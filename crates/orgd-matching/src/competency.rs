//! Role-to-competency gap scoring
//!
//! A requirement that is met contributes its full weight. A requirement held
//! below the minimum contributes `level / minimum * weight` (partial credit).
//! The score is the percentage of total weight earned, rounded.

use orgd_model::{Competency, CompetencyId, CompetencyLevels, CompetencyRequirement};
use serde::{Deserialize, Serialize};

/// A requirement the person does not yet meet
#[derive(Debug, Clone, PartialEq, Eq, Serialize, Deserialize)]
#[serde(rename_all = "camelCase")]
pub struct CompetencyGap {
    /// Competency concerned
    pub competency_id: CompetencyId,
    /// Catalogue name, or the id when the catalogue lacks it
    pub name: String,
    /// Person's level (0 = not acquired)
    pub current_level: u8,
    /// Role's minimum
    pub required_level: u8,
    /// `required_level - current_level`
    pub gap: u8,
    /// Requirement marked essential
    pub is_essential: bool,
}

/// Competency fit of one person for one role
#[derive(Debug, Clone, PartialEq, Eq, Default, Serialize, Deserialize)]
#[serde(rename_all = "camelCase")]
pub struct CompetencyMatch {
    /// Weighted fit, 0..=100
    pub score_percent: u32,
    /// Requirements at or above minimum
    pub requirements_met: usize,
    /// Requirements considered
    pub requirements_total: usize,
    /// Unmet requirements, essential first, then largest gap first
    pub gaps: Vec<CompetencyGap>,
}

impl CompetencyMatch {
    /// Whether any essential requirement is unmet
    #[inline]
    #[must_use]
    pub fn has_essential_gap(&self) -> bool {
        self.gaps.iter().any(|g| g.is_essential)
    }
}

#[allow(clippy::cast_possible_truncation, clippy::cast_sign_loss)]
fn weighted_percent(earned: f64, total: f64) -> u32 {
    if total <= 0.0 || !total.is_finite() {
        return 0;
    }
    (100.0 * earned / total).round().clamp(0.0, 100.0) as u32
}

/// Score a person's acquired levels against a role's requirements
///
/// An empty requirement list, or one whose weights sum to zero, scores 0.
#[must_use]
pub fn score_competencies(
    requirements: &[CompetencyRequirement],
    levels: &CompetencyLevels,
    catalogue: &[Competency],
) -> CompetencyMatch {
    let mut earned = 0.0_f64;
    let mut total = 0.0_f64;
    let mut requirements_met = 0;
    let mut gaps = Vec::new();

    for req in requirements {
        let current = levels.level(&req.competency_id);
        total += req.weight;

        if current >= req.minimum_level {
            earned += req.weight;
            requirements_met += 1;
            continue;
        }

        if current > 0 {
            earned += f64::from(current) / f64::from(req.minimum_level) * req.weight;
        }

        let name = catalogue
            .iter()
            .find(|c| c.id == req.competency_id)
            .map_or_else(|| req.competency_id.to_string(), |c| c.name.clone());

        gaps.push(CompetencyGap {
            competency_id: req.competency_id.clone(),
            name,
            current_level: current,
            required_level: req.minimum_level,
            gap: req.minimum_level - current,
            is_essential: req.essential,
        });
    }

    gaps.sort_by(|a, b| {
        b.is_essential
            .cmp(&a.is_essential)
            .then_with(|| b.gap.cmp(&a.gap))
    });

    CompetencyMatch {
        score_percent: weighted_percent(earned, total),
        requirements_met,
        requirements_total: requirements.len(),
        gaps,
    }
}
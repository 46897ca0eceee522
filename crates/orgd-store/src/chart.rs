//! One org chart: the collections held for a single (factory, phase)

use orgd_model::{
    Competency, CompetencyId, CompetencyLevels, CompetencyRequirement, Connection, FactoryId,
    Node, NodeId, Person, PersonId, Phase, Role, RoleId, Transition, TransitionId,
};
use serde::{Deserialize, Serialize};
use std::collections::BTreeMap;

/// Address of a chart in the store
#[derive(Debug, Clone, PartialEq, Eq, PartialOrd, Ord, Hash, Serialize, Deserialize)]
pub struct ChartKey {
    /// Factory
    pub factory: FactoryId,
    /// Current or future state
    pub phase: Phase,
}

impl ChartKey {
    /// Create key
    #[inline]
    pub fn new(factory: impl Into<FactoryId>, phase: Phase) -> Self {
        Self {
            factory: factory.into(),
            phase,
        }
    }

    /// Same factory, other phase
    #[inline]
    #[must_use]
    pub fn with_phase(&self, phase: Phase) -> Self {
        Self {
            factory: self.factory.clone(),
            phase,
        }
    }
}

impl std::fmt::Display for ChartKey {
    fn fmt(&self, f: &mut std::fmt::Formatter<'_>) -> std::fmt::Result {
        write!(f, "{}/{}", self.factory, self.phase)
    }
}

/// Roles, personnel, nodes, reporting lines and competency data of one chart
///
/// Collections are ordered: iteration order is insertion order, and it is the
/// tie-break order for match suggestions.
#[derive(Debug, Clone, Default, PartialEq)]
pub struct OrgChart {
    /// Role catalogue
    pub roles: Vec<Role>,
    /// People
    pub personnel: Vec<Person>,
    /// Boxes on the canvas
    pub nodes: Vec<Node>,
    /// Reporting lines
    pub connections: Vec<Connection>,
    /// Competency catalogue
    pub competencies: Vec<Competency>,
    /// Requirements per role
    pub role_requirements: BTreeMap<RoleId, Vec<CompetencyRequirement>>,
    /// Acquired levels per person
    pub person_levels: BTreeMap<PersonId, CompetencyLevels>,
    /// Planned moves
    pub transitions: Vec<Transition>,
}

impl OrgChart {
    /// Create empty chart
    #[inline]
    #[must_use]
    pub fn new() -> Self {
        Self::default()
    }

    /// With roles
    #[must_use]
    pub fn with_roles(mut self, roles: Vec<Role>) -> Self {
        self.roles = roles;
        self
    }

    /// With personnel
    #[must_use]
    pub fn with_personnel(mut self, personnel: Vec<Person>) -> Self {
        self.personnel = personnel;
        self
    }

    /// With nodes
    #[must_use]
    pub fn with_nodes(mut self, nodes: Vec<Node>) -> Self {
        self.nodes = nodes;
        self
    }

    /// With reporting lines
    #[must_use]
    pub fn with_connections(mut self, connections: Vec<Connection>) -> Self {
        self.connections = connections;
        self
    }

    /// Whether the chart holds nothing at all
    #[must_use]
    pub fn is_empty(&self) -> bool {
        self.roles.is_empty()
            && self.personnel.is_empty()
            && self.nodes.is_empty()
            && self.connections.is_empty()
            && self.competencies.is_empty()
            && self.role_requirements.is_empty()
            && self.person_levels.is_empty()
            && self.transitions.is_empty()
    }

    /// Role by id
    pub fn role(&self, id: &RoleId) -> Option<&Role> {
        self.roles.iter().find(|r| &r.id == id)
    }

    /// Person by id
    pub fn person(&self, id: &PersonId) -> Option<&Person> {
        self.personnel.iter().find(|p| &p.id == id)
    }

    /// Node by id
    pub fn node(&self, id: &NodeId) -> Option<&Node> {
        self.nodes.iter().find(|n| &n.id == id)
    }

    /// Competency by id
    pub fn competency(&self, id: &CompetencyId) -> Option<&Competency> {
        self.competencies.iter().find(|c| &c.id == id)
    }

    /// Transition by id
    pub fn transition(&self, id: &TransitionId) -> Option<&Transition> {
        self.transitions.iter().find(|t| &t.id == id)
    }

    pub(crate) fn node_mut(&mut self, id: &NodeId) -> Option<&mut Node> {
        self.nodes.iter_mut().find(|n| &n.id == id)
    }

    /// Requirements for a role (empty when none are set)
    pub fn requirements_for(&self, role: &RoleId) -> &[CompetencyRequirement] {
        self.role_requirements.get(role).map_or(&[], Vec::as_slice)
    }

    /// Acquired levels of a person, if any were recorded
    pub fn levels_for(&self, person: &PersonId) -> Option<&CompetencyLevels> {
        self.person_levels.get(person)
    }

    /// Nodes a person sits on, in node order
    pub fn nodes_of_person<'a>(&'a self, person: &'a PersonId) -> impl Iterator<Item = &'a Node> + 'a {
        self.nodes.iter().filter(move |n| n.has_person(person))
    }

    /// Whether a person sits on any node
    pub fn is_assigned(&self, person: &PersonId) -> bool {
        self.nodes.iter().any(|n| n.has_person(person))
    }

    /// Nodes directly reporting to `node`, in connection order
    pub fn reports_of<'a>(&'a self, node: &'a NodeId) -> impl Iterator<Item = &'a NodeId> + 'a {
        self.connections
            .iter()
            .filter(move |c| &c.source == node)
            .map(|c| &c.target)
    }

    /// Whether a reporting line already exists
    pub fn has_connection(&self, source: &NodeId, target: &NodeId) -> bool {
        self.connections
            .iter()
            .any(|c| &c.source == source && &c.target == target)
    }
}

#[cfg(test)]
mod tests {
    use super::*;
    use orgd_test_utils::{plant_connections, plant_nodes, plant_personnel, plant_roles};

    fn plant() -> OrgChart {
        OrgChart::new()
            .with_roles(plant_roles())
            .with_personnel(plant_personnel())
            .with_nodes(plant_nodes())
            .with_connections(plant_connections())
    }

    #[test]
    fn lookups() {
        let chart = plant();
        assert_eq!(chart.role(&RoleId::from("r-qm")).unwrap().title, "Quality Lead");
        assert_eq!(chart.person(&PersonId::from("p-ben")).unwrap().name, "Ben Ortiz");
        assert!(chart.node(&NodeId::from("n-nowhere")).is_none());
        assert!(chart.requirements_for(&RoleId::from("r-qm")).is_empty());
    }

    #[test]
    fn assignment_queries() {
        let chart = plant();
        assert!(chart.is_assigned(&PersonId::from("p-ada")));
        assert!(!chart.is_assigned(&PersonId::from("p-ben")));

        let ada = PersonId::from("p-ada");
        let on: Vec<&str> = chart.nodes_of_person(&ada).map(|n| n.id.as_str()).collect();
        assert_eq!(on, vec!["n-plant"]);
    }

    #[test]
    fn reports() {
        let chart = plant();
        let plant_id = NodeId::from("n-plant");
        let reports: Vec<&str> = chart.reports_of(&plant_id).map(NodeId::as_str).collect();
        assert_eq!(reports, vec!["n-quality", "n-maint", "n-ops"]);
        assert!(chart.has_connection(&NodeId::from("n-ops"), &NodeId::from("n-floor")));
        assert!(!chart.has_connection(&NodeId::from("n-floor"), &NodeId::from("n-ops")));
    }

    #[test]
    fn key_display() {
        let key = ChartKey::new("plant-a", Phase::Future);
        assert_eq!(key.to_string(), "plant-a/future");
        assert_eq!(key.with_phase(Phase::Current).phase, Phase::Current);
    }
}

########

Show, from the entries above, every line that includes the string "Iterator".

    pub fn nodes_of_person<'a>(&'a self, person: &'a PersonId) -> impl Iterator<Item = &'a Node> + 'a {
    pub fn reports_of<'a>(&'a self, node: &'a NodeId) -> impl Iterator<Item = &'a NodeId> + 'a {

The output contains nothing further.